А вот теперь у меня получилось: вделанная в пол цепь наручников лопнула, стул полетел в динамик. Зачем? Да достали они меня…
Свободой я наслаждался только три секунды: влетевшая в комнату охрана повалила меня на пол, и в плечо мне вонзилась игла.
15.3. Мама
— Никита… Сыночек…
Очнулся я в светлой и уютной палате, больше похожей на гостиничный номер класса «люкс». Обои приятного бежевого цвета, в стенах — декоративные ниши с подсветкой, гардины — из тюля и какой-то узорчатой шелковистой ткани, горшки с цветами, а кровать — с мягким изголовьем, похожим на спинку дивана. Ковёр, на тумбочке — лампа с причудливым полупрозрачным абажуром, картины, люстра… И среди этой незнакомой роскоши — мамины седые волосы и большие серые глаза. И прижатый к щеке скомканный, пропитанный слезами платочек.
— Ма…? — только и смог я выговорить.
Первым моим порывом было обнять её, но я не смог шевельнуться. Её ладонь погладила мой лоб и примяла ёжик волос на голове. Она пыталась улыбаться, а губы дрожали.
— Главное — живой… Всё будет хорошо, мой родной, ты поправишься, — сказала она.
Что за чёрт? Мало того, что я не мог двинуться — я вообще не чувствовал тела. Всё, что ниже шеи, было будто отсечено, жила только голова, да и та с трудом ворочала языком.
— Ма… Ты отку…? — вот всё, что у меня получилось.
— Из дома, конечно, откуда же ещё, — ответила она со смешком, а глаза были полны тревоги. Смотреть в них было невыносимо: сердце сжималось до боли. — На поезде доехала, в отдельном купе, представляешь? Такой шик! Даже не ожидала, что у вас всё так по-человечески устроено! И сюда билет оплатили, и обратный тоже, и номер в гостинице… Своих я ни копейки не потратила. И палата у тебя… — Она обвела взглядом вокруг. — Не палата, а хоромы! И доктора такие внимательные, приветливые, и сестрички не хамят… Чудеса прямо!

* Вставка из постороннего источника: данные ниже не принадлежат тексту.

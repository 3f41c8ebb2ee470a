// Copyright (c) 2025 Geoffrey Huntley <ghuntley@ghuntley.com>. All rights reserved.
// SPDX-License-Identifier: Proprietary

//! Configuration sources: built-in defaults, TOML files and environment variables.

use std::path::PathBuf;

use tracing::{debug, trace};

use crate::error::ConfigError;
use crate::layer::WardenConfigLayer;
use crate::sections::{
	AuditConfigLayer, AuditTarget, FileSinkConfigLayer, LoggingConfigLayer, PolicyConfigLayer,
	RemoteSinkConfigLayer,
};

/// Source precedence levels (higher = overrides lower).
#[derive(Debug, Clone, Copy, PartialEq, Eq, PartialOrd, Ord)]
pub enum Precedence {
	Defaults = 10,
	ConfigFile = 20,
	Environment = 50,
}

pub trait ConfigSource: Send + Sync {
	fn name(&self) -> &'static str;
	fn precedence(&self) -> Precedence;
	fn load(&self) -> Result<WardenConfigLayer, ConfigError>;
}

pub struct DefaultsSource;

impl ConfigSource for DefaultsSource {
	fn name(&self) -> &'static str {
		"defaults"
	}

	fn precedence(&self) -> Precedence {
		Precedence::Defaults
	}

	fn load(&self) -> Result<WardenConfigLayer, ConfigError> {
		debug!("loading defaults");
		Ok(WardenConfigLayer::default())
	}
}

/// TOML file source. A missing file contributes nothing.
pub struct TomlSource {
	path: PathBuf,
}

impl TomlSource {
	pub fn new(path: impl Into<PathBuf>) -> Self {
		Self { path: path.into() }
	}

	pub fn system() -> Self {
		Self::new("/etc/warden/warden.toml")
	}
}

impl ConfigSource for TomlSource {
	fn name(&self) -> &'static str {
		"toml-config"
	}

	fn precedence(&self) -> Precedence {
		Precedence::ConfigFile
	}

	fn load(&self) -> Result<WardenConfigLayer, ConfigError> {
		if !self.path.exists() {
			debug!(path = %self.path.display(), "config file not found, skipping");
			return Ok(WardenConfigLayer::default());
		}

		debug!(path = %self.path.display(), "loading config file");
		let content = std::fs::read_to_string(&self.path).map_err(|e| ConfigError::FileRead {
			path: self.path.clone(),
			source: e,
		})?;

		let layer: WardenConfigLayer =
			toml::from_str(&content).map_err(|e| ConfigError::TomlParse {
				path: self.path.clone(),
				source: e,
			})?;

		trace!("parsed config layer from TOML");
		Ok(layer)
	}
}

/// Environment variable source.
///
/// Convention: WARDEN_<SECTION>_<FIELD>
pub struct EnvSource;

impl ConfigSource for EnvSource {
	fn name(&self) -> &'static str {
		"environment"
	}

	fn precedence(&self) -> Precedence {
		Precedence::Environment
	}

	fn load(&self) -> Result<WardenConfigLayer, ConfigError> {
		debug!("loading environment variables");
		Ok(WardenConfigLayer {
			audit: Some(load_audit_from_env()?),
			logging: Some(load_logging_from_env()),
			policy: Some(load_policy_from_env()),
		})
	}
}

fn env_var(name: &str) -> Option<String> {
	std::env::var(name).ok().filter(|s| !s.is_empty())
}

fn env_u64(name: &str) -> Result<Option<u64>, ConfigError> {
	match env_var(name) {
		Some(v) => v.parse().map(Some).map_err(|_| ConfigError::InvalidValue {
			key: name.to_string(),
			message: format!("invalid u64 value '{v}'"),
		}),
		None => Ok(None),
	}
}

fn env_usize(name: &str) -> Result<Option<usize>, ConfigError> {
	match env_var(name) {
		Some(v) => v.parse().map(Some).map_err(|_| ConfigError::InvalidValue {
			key: name.to_string(),
			message: format!("invalid usize value '{v}'"),
		}),
		None => Ok(None),
	}
}

fn env_audit_target(name: &str) -> Result<Option<AuditTarget>, ConfigError> {
	env_var(name)
		.map(|v| {
			v.parse::<AuditTarget>().map_err(|message| ConfigError::InvalidValue {
				key: name.to_string(),
				message,
			})
		})
		.transpose()
}

fn load_audit_from_env() -> Result<AuditConfigLayer, ConfigError> {
	let file = env_var("WARDEN_AUDIT_FILE_PATH").map(|path| FileSinkConfigLayer {
		path: Some(path.into()),
	});

	let remote = RemoteSinkConfigLayer {
		url: env_var("WARDEN_AUDIT_REMOTE_URL"),
		source_token: env_var("WARDEN_AUDIT_REMOTE_TOKEN"),
		timeout_ms: env_u64("WARDEN_AUDIT_REMOTE_TIMEOUT_MS")?,
		service: env_var("WARDEN_AUDIT_REMOTE_SERVICE"),
	};
	let remote = (remote != RemoteSinkConfigLayer::default()).then_some(remote);

	Ok(AuditConfigLayer {
		target: env_audit_target("WARDEN_AUDIT_TARGET")?,
		queue_capacity: env_usize("WARDEN_AUDIT_QUEUE_CAPACITY")?,
		max_in_flight: env_usize("WARDEN_AUDIT_MAX_IN_FLIGHT")?,
		file,
		remote,
	})
}

fn load_logging_from_env() -> LoggingConfigLayer {
	LoggingConfigLayer {
		level: env_var("WARDEN_LOG_LEVEL"),
	}
}

fn load_policy_from_env() -> PolicyConfigLayer {
	PolicyConfigLayer {
		rules_path: env_var("WARDEN_RULES_PATH").map(PathBuf::from),
	}
}
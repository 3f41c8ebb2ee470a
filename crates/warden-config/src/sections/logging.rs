// Copyright (c) 2025 Geoffrey Huntley <ghuntley@ghuntley.com>. All rights reserved.
// SPDX-License-Identifier: Proprietary

use serde::{Deserialize, Serialize};

#[derive(Debug, Clone, Default, Serialize, Deserialize, PartialEq, Eq)]
pub struct LoggingConfigLayer {
	pub level: Option<String>,
}

impl LoggingConfigLayer {
	pub fn merge(&mut self, other: Self) {
		if other.level.is_some() {
			self.level = other.level;
		}
	}

	pub fn finalize(self) -> LoggingConfig {
		LoggingConfig {
			level: self.level.unwrap_or_else(|| "info".to_string()),
		}
	}
}

/// Default filter directive; `RUST_LOG` takes priority when set.
#[derive(Debug, Clone, PartialEq, Eq)]
pub struct LoggingConfig {
	pub level: String,
}

impl Default for LoggingConfig {
	fn default() -> Self {
		LoggingConfigLayer::default().finalize()
	}
}
// Copyright (c) 2025 Geoffrey Huntley <ghuntley@ghuntley.com>. All rights
// reserved. SPDX-License-Identifier: Proprietary

use thiserror::Error;

/// Delivery failure reported by a sink. Never reaches the decision path.
#[derive(Error, Debug)]
pub enum AuditSinkError {
	#[error("transient error: {0}")]
	Transient(String),

	#[error("permanent error: {0}")]
	Permanent(String),
}

impl AuditSinkError {
	pub fn is_transient(&self) -> bool {
		matches!(self, AuditSinkError::Transient(_))
	}
}
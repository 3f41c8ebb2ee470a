// Copyright (c) 2025 Geoffrey Huntley <ghuntley@ghuntley.com>. All rights reserved.
// SPDX-License-Identifier: Proprietary

use std::path::PathBuf;

use serde::{Deserialize, Serialize};

#[derive(Debug, Clone, Default, Serialize, Deserialize, PartialEq, Eq)]
pub struct PolicyConfigLayer {
	pub rules_path: Option<PathBuf>,
}

impl PolicyConfigLayer {
	pub fn merge(&mut self, other: Self) {
		if other.rules_path.is_some() {
			self.rules_path = other.rules_path;
		}
	}

	pub fn finalize(self) -> PolicyConfig {
		PolicyConfig {
			rules_path: self.rules_path,
		}
	}
}

#[derive(Debug, Clone, Default, PartialEq, Eq)]
pub struct PolicyConfig {
	/// Rule file used when no path is given on the command line.
	pub rules_path: Option<PathBuf>,
}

Что всё это значило? Эта шикарная палата, приезд мамы и паралич? Что за кнут и пряник? То камера, то дворец… Но почему я не мог шевельнуться? Что со мной сделали?

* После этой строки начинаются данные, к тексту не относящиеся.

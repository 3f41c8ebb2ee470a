// Copyright (c) 2025 Geoffrey Huntley <ghuntley@ghuntley.com>. All rights reserved.
// SPDX-License-Identifier: Proprietary

//! Access decision engine.
//!
//! [`evaluate_access`] scans rules in declaration order:
//!
//! 1. Skip rules whose resource or action differ from the request.
//! 2. Skip rules whose condition evaluates to `false` (scanning continues).
//! 3. The first remaining rule decides. If a field was requested and the rule
//!    carries field permissions, the field must map to `read` or `write`.
//! 4. If no rule is accepted the request is denied.
//!
//! Denial is a normal [`AccessEvaluationResult`], never an error. The only
//! error is a native predicate failing, which signals a broken policy.

use serde::{Deserialize, Serialize};
use tracing::{debug, instrument};

use crate::context::{RecordContext, UserContext};
use crate::error::PolicyError;
use crate::rule::PermissionRule;

/// Reason reported when no rule accepted the request.
pub const NO_MATCHING_RULE_REASON: &str = "No matching rule found";

/// Outcome of one access evaluation. `reason` is set only on denial.
#[derive(Debug, Clone, PartialEq, Eq, Serialize, Deserialize)]
pub struct AccessEvaluationResult {
	pub can: bool,
	#[serde(default, skip_serializing_if = "Option::is_none")]
	pub reason: Option<String>,
}

impl AccessEvaluationResult {
	pub fn allow() -> Self {
		Self {
			can: true,
			reason: None,
		}
	}

	pub fn deny(reason: impl Into<String>) -> Self {
		Self {
			can: false,
			reason: Some(reason.into()),
		}
	}

	pub fn no_matching_rule() -> Self {
		Self::deny(NO_MATCHING_RULE_REASON)
	}

	pub fn field_denied(field: &str) -> Self {
		Self::deny(format!("No access to field '{field}'"))
	}

	pub fn is_allowed(&self) -> bool {
		self.can
	}
}

/// The resource/action being requested, optionally narrowed to a record and field.
#[derive(Debug, Clone, Copy)]
pub struct AccessRequest<'a> {
	pub resource: &'a str,
	pub action: &'a str,
	pub record: Option<&'a RecordContext>,
	pub field: Option<&'a str>,
}

impl<'a> AccessRequest<'a> {
	pub fn new(resource: &'a str, action: &'a str) -> Self {
		Self {
			resource,
			action,
			record: None,
			field: None,
		}
	}

	/// Builder: target a specific record.
	pub fn on_record(mut self, record: &'a RecordContext) -> Self {
		self.record = Some(record);
		self
	}

	/// Builder: ask about a single field.
	pub fn field(mut self, field: &'a str) -> Self {
		self.field = Some(field);
		self
	}
}

/// Decides whether `context` may perform `action` on `resource`.
///
/// Pure: performs no I/O and keeps no state between calls.
///
/// # Errors
///
/// Returns [`PolicyError::Predicate`] when a native predicate fails. Denials
/// are `Ok` results with `can == false`.
#[instrument(
	level = "debug",
	skip(rules, context, record),
	fields(user_id = %context.user_id, has_record = record.is_some())
)]
pub fn evaluate_access(
	rules: &[PermissionRule],
	context: &UserContext,
	resource: &str,
	action: &str,
	record: Option<&RecordContext>,
	field: Option<&str>,
) -> Result<AccessEvaluationResult, PolicyError> {
	for (index, rule) in rules.iter().enumerate() {
		if !rule.applies_to(resource, action) {
			continue;
		}

		if let Some(condition) = &rule.condition {
			let satisfied =
				condition
					.evaluate(context, record)
					.map_err(|source| PolicyError::Predicate {
						resource: rule.resource.clone(),
						action: rule.action.clone(),
						source,
					})?;
			if !satisfied {
				debug!(rule = index, "condition not satisfied, continuing");
				continue;
			}
		}

		debug!(rule = index, "rule matched");
		return Ok(resolve_field(rule, field));
	}

	debug!("no rule matched");
	Ok(AccessEvaluationResult::no_matching_rule())
}

fn resolve_field(rule: &PermissionRule, field: Option<&str>) -> AccessEvaluationResult {
	let (Some(field), Some(permissions)) = (field, rule.field_permissions.as_ref()) else {
		return AccessEvaluationResult::allow();
	};

	match permissions.get(field) {
		Some(level) if level.grants_access() => AccessEvaluationResult::allow(),
		_ => AccessEvaluationResult::field_denied(field),
	}
}

#[cfg(test)]
mod tests {
	use super::*;
	use crate::condition::{Condition, DslNode};
	use crate::error::PredicateError;
	use crate::rule::{AccessLevel, RuleSet};
	use proptest::prelude::*;
	use std::sync::atomic::{AtomicUsize, Ordering};
	use std::sync::Arc;

	fn tenant_ctx(tenant: &str) -> UserContext {
		UserContext::new("u1", "member", tenant)
	}

	fn tenant_record(tenant: &str) -> RecordContext {
		RecordContext::new().with("id", "ord-1").with("tenantId", tenant)
	}

	fn orders_rules() -> Vec<PermissionRule> {
		vec![PermissionRule::new("orders", "read")
			.when(DslNode::equals("record.tenantId", "context.tenantId"))
			.field("cost", AccessLevel::None)
			.field("total", AccessLevel::Read)]
	}

	fn never() -> DslNode {
		DslNode::equals("context.userId", "context.missing")
	}

	mod tenant_scenario {
		use super::*;

		#[test]
		fn readable_field_is_allowed() {
			let record = tenant_record("t1");
			let result = evaluate_access(
				&orders_rules(),
				&tenant_ctx("t1"),
				"orders",
				"read",
				Some(&record),
				Some("total"),
			)
			.unwrap();
			assert_eq!(result, AccessEvaluationResult::allow());
		}

		#[test]
		fn field_mapped_to_none_is_denied() {
			let record = tenant_record("t1");
			let result = evaluate_access(
				&orders_rules(),
				&tenant_ctx("t1"),
				"orders",
				"read",
				Some(&record),
				Some("cost"),
			)
			.unwrap();
			assert!(!result.can);
			assert_eq!(result.reason.as_deref(), Some("No access to field 'cost'"));
		}

		#[test]
		fn other_tenant_matches_no_rule() {
			let record = tenant_record("t2");
			let result = evaluate_access(
				&orders_rules(),
				&tenant_ctx("t1"),
				"orders",
				"read",
				Some(&record),
				Some("total"),
			)
			.unwrap();
			assert!(!result.can);
			assert_eq!(result.reason.as_deref(), Some("No matching rule found"));
		}

		#[test]
		fn resource_level_check_without_field_is_allowed() {
			let record = tenant_record("t1");
			let result = evaluate_access(
				&orders_rules(),
				&tenant_ctx("t1"),
				"orders",
				"read",
				Some(&record),
				None,
			)
			.unwrap();
			assert!(result.can);
			assert!(result.reason.is_none());
		}
	}

	mod field_permissions {
		use super::*;

		#[test]
		fn field_missing_from_map_is_denied() {
			let result = evaluate_access(
				&orders_rules(),
				&tenant_ctx("t1"),
				"orders",
				"read",
				Some(&tenant_record("t1")),
				Some("margin"),
			)
			.unwrap();
			assert_eq!(result, AccessEvaluationResult::field_denied("margin"));
		}

		#[test]
		fn write_level_grants_field_access() {
			let rules = vec![PermissionRule::new("orders", "update").field("status", AccessLevel::Write)];
			let result = evaluate_access(
				&rules,
				&tenant_ctx("t1"),
				"orders",
				"update",
				None,
				Some("status"),
			)
			.unwrap();
			assert!(result.can);
		}

		#[test]
		fn rule_without_field_map_allows_any_field() {
			let rules = vec![PermissionRule::new("users", "invite")];
			let result =
				evaluate_access(&rules, &tenant_ctx("t1"), "users", "invite", None, Some("email"))
					.unwrap();
			assert!(result.can);
		}

		#[test]
		fn field_map_is_ignored_without_field() {
			let rules = vec![PermissionRule::new("orders", "read").field("cost", AccessLevel::None)];
			let result =
				evaluate_access(&rules, &tenant_ctx("t1"), "orders", "read", None, None).unwrap();
			assert!(result.can);
		}
	}

	mod ordering {
		use super::*;

		#[test]
		fn false_condition_falls_through_to_next_rule() {
			let rules = vec![
				PermissionRule::new("orders", "read")
					.when(never())
					.field("total", AccessLevel::Read),
				PermissionRule::new("orders", "read").field("total", AccessLevel::None),
			];

			let result =
				evaluate_access(&rules, &tenant_ctx("t1"), "orders", "read", None, Some("total"))
					.unwrap();
			assert_eq!(result, AccessEvaluationResult::field_denied("total"));
		}

		#[test]
		fn first_accepted_rule_wins() {
			let permissive = PermissionRule::new("orders", "read").field("cost", AccessLevel::Read);
			let strict = PermissionRule::new("orders", "read").field("cost", AccessLevel::None);

			let ctx = tenant_ctx("t1");
			let a = evaluate_access(
				&[permissive.clone(), strict.clone()],
				&ctx,
				"orders",
				"read",
				None,
				Some("cost"),
			)
			.unwrap();
			let b = evaluate_access(&[strict, permissive], &ctx, "orders", "read", None, Some("cost"))
				.unwrap();

			assert!(a.can);
			assert!(!b.can);
		}

		#[test]
		fn later_conditions_are_not_evaluated_after_a_match() {
			let calls = Arc::new(AtomicUsize::new(0));
			let counter = Arc::clone(&calls);
			let rules = vec![
				PermissionRule::new("orders", "read"),
				PermissionRule::new("orders", "read").when(Condition::from_fn(move |_, _| {
					counter.fetch_add(1, Ordering::SeqCst);
					true
				})),
			];

			let result =
				evaluate_access(&rules, &tenant_ctx("t1"), "orders", "read", None, None).unwrap();
			assert!(result.can);
			assert_eq!(calls.load(Ordering::SeqCst), 0);
		}

		#[test]
		fn resource_and_action_must_both_match() {
			let rules = vec![
				PermissionRule::new("orders", "update"),
				PermissionRule::new("invoices", "read"),
			];
			let result =
				evaluate_access(&rules, &tenant_ctx("t1"), "orders", "read", None, None).unwrap();
			assert_eq!(result, AccessEvaluationResult::no_matching_rule());
		}

		#[test]
		fn empty_rule_set_denies() {
			let result = evaluate_access(&[], &tenant_ctx("t1"), "orders", "read", None, None).unwrap();
			assert_eq!(result.reason.as_deref(), Some(NO_MATCHING_RULE_REASON));
		}
	}

	mod predicates {
		use super::*;

		#[test]
		fn clearance_predicate() {
			let rules = vec![PermissionRule::new("payments", "approve").when(Condition::from_fn(
				|ctx, _| {
					ctx
						.get("clearanceLevel")
						.and_then(serde_json::Value::as_i64)
						.is_some_and(|level| level >= 3)
				},
			))];

			let cleared = tenant_ctx("t1").with_attribute("clearanceLevel", 3);
			let junior = tenant_ctx("t1").with_attribute("clearanceLevel", 2);

			assert!(evaluate_access(&rules, &cleared, "payments", "approve", None, None)
				.unwrap()
				.can);
			assert!(!evaluate_access(&rules, &junior, "payments", "approve", None, None)
				.unwrap()
				.can);
		}

		#[test]
		fn failing_predicate_is_an_error_not_a_denial() {
			let rules = vec![
				PermissionRule::new("invoices", "read")
					.when(Condition::predicate(|_, _| Err(PredicateError::new("region service down")))),
				PermissionRule::new("invoices", "read"),
			];

			let err = evaluate_access(&rules, &tenant_ctx("t1"), "invoices", "read", None, None)
				.unwrap_err();
			match err {
				PolicyError::Predicate {
					resource,
					action,
					source,
				} => {
					assert_eq!(resource, "invoices");
					assert_eq!(action, "read");
					assert_eq!(source.message(), "region service down");
				}
				other => panic!("unexpected error: {other}"),
			}
		}

		#[test]
		fn predicate_on_non_matching_rule_is_not_invoked() {
			let rules = vec![PermissionRule::new("invoices", "read")
				.when(Condition::predicate(|_, _| Err(PredicateError::new("boom"))))];
			let result =
				evaluate_access(&rules, &tenant_ctx("t1"), "orders", "read", None, None).unwrap();
			assert!(!result.can);
		}
	}

	mod rule_set {
		use super::*;

		#[test]
		fn evaluates_request_against_loaded_rules() {
			let rules = RuleSet::from_toml_str(
				r#"
[[rules]]
resource = "orders"
action = "read"
condition = { equals = ["record.tenantId", "context.tenantId"] }
field_permissions = { total = "read", cost = "none" }
"#,
			)
			.unwrap();

			let ctx = tenant_ctx("t1");
			let record = tenant_record("t1");
			let total = AccessRequest::new("orders", "read")
				.on_record(&record)
				.field("total");
			let cost = AccessRequest::new("orders", "read").on_record(&record).field("cost");

			assert!(rules.evaluate(&ctx, &total).unwrap().can);
			assert_eq!(
				rules.evaluate(&ctx, &cost).unwrap(),
				AccessEvaluationResult::field_denied("cost")
			);
		}

		#[test]
		fn unknown_dsl_node_in_file_denies() {
			let rules = RuleSet::from_json_str(
				r#"{"rules": [{"resource": "orders", "action": "read", "condition": {"matches": ["a", "b"]}}]}"#,
			)
			.unwrap();
			let result = rules
				.evaluate(&tenant_ctx("t1"), &AccessRequest::new("orders", "read"))
				.unwrap();
			assert_eq!(result, AccessEvaluationResult::no_matching_rule());
		}
	}

	#[test]
	fn result_serializes_without_reason_when_allowed() {
		let allowed = serde_json::to_value(AccessEvaluationResult::allow()).unwrap();
		assert_eq!(allowed, serde_json::json!({"can": true}));

		let denied = serde_json::to_value(AccessEvaluationResult::no_matching_rule()).unwrap();
		assert_eq!(
			denied,
			serde_json::json!({"can": false, "reason": "No matching rule found"})
		);
	}

	proptest! {
		// Prepending rules for other resources/actions never changes a decision.
		#[test]
		fn unrelated_rules_do_not_affect_decision(
			noise in prop::collection::vec(("[a-z]{1,6}", "[a-z]{1,6}"), 0..6),
			field in prop::option::of(prop::sample::select(vec!["total", "cost", "margin"])),
		) {
			let ctx = tenant_ctx("t1");
			let record = tenant_record("t1");
			let baseline = evaluate_access(&orders_rules(), &ctx, "orders", "read", Some(&record), field).unwrap();

			let mut rules: Vec<PermissionRule> = noise
				.into_iter()
				.filter(|(r, a)| !(r == "orders" && a == "read"))
				.map(|(r, a)| PermissionRule::new(r, a))
				.collect();
			rules.extend(orders_rules());

			let result = evaluate_access(&rules, &ctx, "orders", "read", Some(&record), field).unwrap();
			prop_assert_eq!(result, baseline);
		}

		// A denial always carries a reason; an allow never does.
		#[test]
		fn reason_present_iff_denied(
			tenant in prop::sample::select(vec!["t1", "t2"]),
			field in prop::option::of("[a-z]{1,8}"),
		) {
			let record = tenant_record(tenant);
			let result = evaluate_access(
				&orders_rules(),
				&tenant_ctx("t1"),
				"orders",
				"read",
				Some(&record),
				field.as_deref(),
			)
			.unwrap();
			prop_assert_eq!(result.can, result.reason.is_none());
		}
	}
}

— Никитушка, а я тут тебе яблочки… апельсинчики… — Мама зашуршала пакетом, выкладывая фрукты. — Вот, тут ещё варенье черносмородиновое, твоё любимое.
Какое уж мне теперь варенье. Если бы она знала… С её-то больным сердцем.
— Сынок, а тебя эти твари… Не кусали? — спросила мама полушёпотом, глядя на меня с испугом.
Просто поразительно, какая она красивая — даже сейчас, с сединой. Волосы седые, а глаза — как у девушки. И что я должен был ей ответить? Что я сам — «эта тварь»?
— Нет, мам.
Она вздохнула с облегчением.
— Уф… Не дай Бог! Ужас, что в мире творится. Ты представляешь… у нас тоже логово этой «Авроры» разбомбили! На улице Грицевца. Как подумаю, что в двух кварталах от этих гадов жила… Дрожь пробирает.
— Ма… тебя они не тронули бы, — выдавил я.
— А ты откуда знаешь? — настороженно нахмурилась мама.
— Знаю… Воевал с ними. По… потому и знаю.
Она сидела рядом и минут сорок рассказывала домашние новости. У соседей квартиру обокрали, Любка Шувалова из соседнего подъезда с мужем развелась — со скандалом на весь дом и дележом имущества, Семён Семёныч с инфарктом в больнице, и так далее. Слушая её, я пытался проглотить ком в горле. Как будто я дома побывал. А мама вдруг спохватилась:
— Ой, что это я тут болтаю, балаболка старая! Никитушка, а яблочки-то? Может, хочешь? Или апельсинку?
Ком застрял, вонзаясь колючими боками в горло.
— Не… Не, спасиб… Потом.
— А варенье? Может, варенье хочешь?
Я поморщился и качнул головой, а мама нахмурилась.
— Как это так — не хочешь? Тебе поправляться надо, а как ты без витаминов поправишься?
Она точно накормила бы меня чем-нибудь, если бы не вошла медсестра и не объявила, что пациенту нужен покой.